`But enough has been given to show that we have here an engineer
of various and even brilliant gifts. Mr. Clark has applied himself in
divers directions, and never applied himself in vain. There is always
some practical result to show which will be useful to others. In
technical literature he published a description of the Conway and
Britannia Tubular Bridges as long ago as 1849. There is a valuable
communication of his in the Board of Trade Blue Rook on Submarine
Cables. In 1868, he issued a useful work on ELECTRICAL MEASUREMENTS,
and in 1871 joined with Mr. Robert Sabine in producing the well-known
ELECTRICAL TABLES AND FORMULAE, a work which was for a long time the
electrician's VADE-MECUM. In 1873, he communicated a lengthy paper on
the NEW STANDARD OF ELECTROMOTIVE POWER now known as CLARK'S STANDARD
CELL; and quite recently he published a treatise on the USE OF THE
TRANSIT INSTRUMENT.
Mr.
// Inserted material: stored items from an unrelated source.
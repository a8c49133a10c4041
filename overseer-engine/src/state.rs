//! Shared state handles injected into each loop.
//!
//! Each handle has a single conceptual writer, except the mood: both the
//! reaction loop and the review step write it through the same transition
//! gate, last write wins.

use async_trait::async_trait;
use parking_lot::{Mutex, RwLock};
use tracing::debug;

use overseer_core::jobs::Job;
use overseer_core::mood::Mood;
use overseer_core::session::{GameEnd, SessionState, SessionStats, SessionStatus};
use overseer_llm::types::SessionSnapshot;

// ---------------------------------------------------------------------------
// Mood
// ---------------------------------------------------------------------------

/// Process-wide current mood, mutated only through the transition gate.
#[derive(Debug)]
pub struct MoodStore {
    current: RwLock<Mood>,
}

impl MoodStore {
    /// Create a store with an initial mood.
    #[must_use]
    pub fn new(initial: Mood) -> Self {
        Self {
            current: RwLock::new(initial),
        }
    }

    /// The current mood.
    #[must_use]
    pub fn get(&self) -> Mood {
        *self.current.read()
    }

    /// Propose a raw mood name from the LLM. Unrecognized names and
    /// discontinuous jumps are silently rejected; returns the mood that is
    /// now current either way.
    pub fn propose(&self, name: &str) -> Mood {
        let mut current = self.current.write();
        let applied = Mood::gate(*current, name);
        if applied == *current && !name.trim().is_empty() {
            debug!(current = %current, proposed = name, "Mood proposal rejected");
        }
        *current = applied;
        applied
    }
}

impl Default for MoodStore {
    fn default() -> Self {
        Self::new(Mood::Neutral)
    }
}

// ---------------------------------------------------------------------------
// Session
// ---------------------------------------------------------------------------

/// Sticky session state. Exactly one end transition ever succeeds.
#[derive(Debug, Default)]
pub struct SessionHandle {
    state: RwLock<SessionState>,
}

impl SessionHandle {
    /// Create a live session.
    #[must_use]
    pub fn new() -> Self {
        Self::default()
    }

    /// Current status.
    #[must_use]
    pub fn status(&self) -> SessionStatus {
        self.state.read().status
    }

    /// Whether the game loop is still live.
    #[must_use]
    pub fn is_playing(&self) -> bool {
        self.status() == SessionStatus::Playing
    }

    /// End the session. Returns `true` only for the first caller; later
    /// attempts are no-ops (whichever loop fires first wins).
    pub fn end(&self, end_type: GameEnd, end_speech: Option<String>) -> bool {
        let mut state = self.state.write();
        if state.status != SessionStatus::Playing {
            return false;
        }
        state.status = end_type.outcome();
        state.end_type = Some(end_type);
        state.end_speech = end_speech;
        true
    }

    /// Full state snapshot (for the end screen).
    #[must_use]
    pub fn snapshot(&self) -> SessionState {
        self.state.read().clone()
    }
}

// ---------------------------------------------------------------------------
// Speech
// ---------------------------------------------------------------------------

/// A published line of boss speech.
#[derive(Debug, Clone)]
pub struct Speech {
    /// What Jacobs says.
    pub text: String,
    /// Headline for major (title-bearing) speech.
    pub title: Option<String>,
    /// Major speech back-pressures the reaction loop while displayed.
    pub major: bool,
    /// When the display window closes (milliseconds).
    pub expires_at_ms: u64,
}

/// Single-slot speech display. New speech replaces old.
#[derive(Debug, Default)]
pub struct SpeechBoard {
    current: RwLock<Option<Speech>>,
}

impl SpeechBoard {
    /// Create an empty board.
    #[must_use]
    pub fn new() -> Self {
        Self::default()
    }

    /// Publish ordinary speech.
    pub fn publish(&self, text: impl Into<String>, now_ms: u64, duration_secs: u64) {
        *self.current.write() = Some(Speech {
            text: text.into(),
            title: None,
            major: false,
            expires_at_ms: now_ms + duration_secs * 1000,
        });
    }

    /// Publish major speech (job assignments, reviews).
    pub fn publish_major(
        &self,
        title: impl Into<String>,
        text: impl Into<String>,
        now_ms: u64,
        duration_secs: u64,
    ) {
        *self.current.write() = Some(Speech {
            text: text.into(),
            title: Some(title.into()),
            major: true,
            expires_at_ms: now_ms + duration_secs * 1000,
        });
    }

    /// The currently displayed speech, if its window is still open.
    #[must_use]
    pub fn current(&self, now_ms: u64) -> Option<Speech> {
        self.current
            .read()
            .clone()
            .filter(|s| s.expires_at_ms > now_ms)
    }

    /// Whether a major speech is on screen (reaction-loop back-pressure).
    #[must_use]
    pub fn major_active(&self, now_ms: u64) -> bool {
        self.current(now_ms).is_some_and(|s| s.major)
    }
}

// ---------------------------------------------------------------------------
// Job
// ---------------------------------------------------------------------------

/// The currently assigned job, replaced each phase.
#[derive(Debug, Default)]
pub struct JobBoard {
    current: RwLock<Option<Job>>,
}

impl JobBoard {
    /// Create an empty board.
    #[must_use]
    pub fn new() -> Self {
        Self::default()
    }

    /// Replace the current job.
    pub fn set(&self, job: Job) {
        *self.current.write() = Some(job);
    }

    /// The current job, if a phase is active.
    #[must_use]
    pub fn get(&self) -> Option<Job> {
        self.current.read().clone()
    }
}

// ---------------------------------------------------------------------------
// Ledger
// ---------------------------------------------------------------------------

#[derive(Debug, Default)]
struct LedgerInner {
    currency: i64,
    elapsed_secs: u64,
    phases_completed: u32,
    review_scores: Vec<u8>,
}

/// Player currency, game clock, and review history.
#[derive(Debug, Default)]
pub struct Ledger {
    inner: Mutex<LedgerInner>,
}

impl Ledger {
    /// Create a ledger with a starting balance.
    #[must_use]
    pub fn with_balance(currency: i64) -> Self {
        Self {
            inner: Mutex::new(LedgerInner {
                currency,
                ..LedgerInner::default()
            }),
        }
    }

    /// Current balance.
    #[must_use]
    pub fn balance(&self) -> i64 {
        self.inner.lock().currency
    }

    /// Deduct `cost` if the balance covers it. Returns `false` (and leaves
    /// the balance untouched) otherwise.
    pub fn try_debit(&self, cost: i64) -> bool {
        let mut inner = self.inner.lock();
        if inner.currency < cost {
            return false;
        }
        inner.currency -= cost;
        true
    }

    /// Record a completed review: the score is added to currency and to
    /// the score history.
    pub fn record_review(&self, score: u8) {
        let mut inner = self.inner.lock();
        inner.currency += i64::from(score);
        inner.phases_completed += 1;
        inner.review_scores.push(score);
    }

    /// Advance the in-game clock by `secs`; returns the new elapsed total.
    pub fn advance_clock(&self, secs: u64) -> u64 {
        let mut inner = self.inner.lock();
        inner.elapsed_secs += secs;
        inner.elapsed_secs
    }

    /// Snapshot the running totals.
    #[must_use]
    pub fn stats(&self) -> SessionStats {
        let inner = self.inner.lock();
        SessionStats {
            currency: inner.currency,
            elapsed_secs: inner.elapsed_secs,
            phases_completed: inner.phases_completed,
            review_scores: inner.review_scores.clone(),
        }
    }
}

/// Convert ledger stats into the wire snapshot embedded in prompts.
#[must_use]
pub fn to_snapshot(stats: &SessionStats) -> SessionSnapshot {
    SessionSnapshot {
        currency: stats.currency,
        elapsed_secs: stats.elapsed_secs,
        phases_completed: stats.phases_completed,
        review_scores: stats.review_scores.clone(),
    }
}

// ---------------------------------------------------------------------------
// Leaderboard port
// ---------------------------------------------------------------------------

/// A finished session, as submitted to the leaderboard collaborator.
#[derive(Debug, Clone)]
pub struct ScoreEntry {
    /// How the session ended.
    pub end_type: GameEnd,
    /// Final currency balance.
    pub currency: i64,
    /// In-game seconds survived.
    pub elapsed_secs: u64,
    /// Reviews completed.
    pub phases_completed: u32,
}

/// External leaderboard persistence, consumed only at session end.
#[async_trait]
pub trait ScoreSink: Send + Sync {
    /// Submit a finished session.
    async fn submit(&self, entry: ScoreEntry);
}

/// Default sink that just logs the entry.
#[derive(Debug, Default)]
pub struct NullScoreSink;

#[async_trait]
impl ScoreSink for NullScoreSink {
    async fn submit(&self, entry: ScoreEntry) {
        debug!(?entry, "Session score recorded (no leaderboard configured)");
    }
}

#[cfg(test)]
mod tests {
    use super::*;

    #[test]
    fn mood_store_gates_proposals() {
        let store = MoodStore::new(Mood::Neutral);
        assert_eq!(store.propose("IRRITATED"), Mood::Irritated);
        assert_eq!(store.propose("UNHINGED"), Mood::Irritated, "two-tier jump");
        assert_eq!(store.propose("not a mood"), Mood::Irritated);
        assert_eq!(store.get(), Mood::Irritated);
    }

    #[test]
    fn session_end_is_sticky() {
        let session = SessionHandle::new();
        assert!(session.is_playing());
        assert!(session.end(GameEnd::Fired, Some("Clear your desk.".into())));
        assert!(!session.end(GameEnd::Promoted, None));

        let state = session.snapshot();
        assert_eq!(state.status, SessionStatus::Lost);
        assert_eq!(state.end_type, Some(GameEnd::Fired));
        assert_eq!(state.end_speech.as_deref(), Some("Clear your desk."));
    }

    #[test]
    fn speech_expires() {
        let board = SpeechBoard::new();
        board.publish("Back to work.", 1_000, 6);
        assert!(board.current(2_000).is_some());
        assert!(board.current(7_001).is_none());
        assert!(!board.major_active(2_000));

        board.publish_major("New assignment", "Fix the copier.", 1_000, 12);
        assert!(board.major_active(2_000));
        assert!(!board.major_active(13_001));
    }

    #[test]
    fn ledger_debit_blocks_overdraft() {
        let ledger = Ledger::with_balance(4);
        assert!(!ledger.try_debit(5));
        assert_eq!(ledger.balance(), 4);
        assert!(ledger.try_debit(4));
        assert_eq!(ledger.balance(), 0);
    }

    #[test]
    fn review_credits_currency_and_history() {
        let ledger = Ledger::default();
        ledger.record_review(8);
        ledger.record_review(3);

        let stats = ledger.stats();
        assert_eq!(stats.currency, 11);
        assert_eq!(stats.phases_completed, 2);
        assert_eq!(stats.review_scores, vec![8, 3]);
    }
}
Clark is a Fellow of the Royal Society of London, as well as a
member of the Institution of Civil Engineers, the Royal Astronomical
Society. the Physical Society, etc., and was elected fourth President
of the Society of Telegraph Engineers and of Electricians, now the
Institution of Electrical Engineers.
He is a great lover of books and gardening--two antithetical hobbies-
-which are charming in themselves, and healthily counteractive.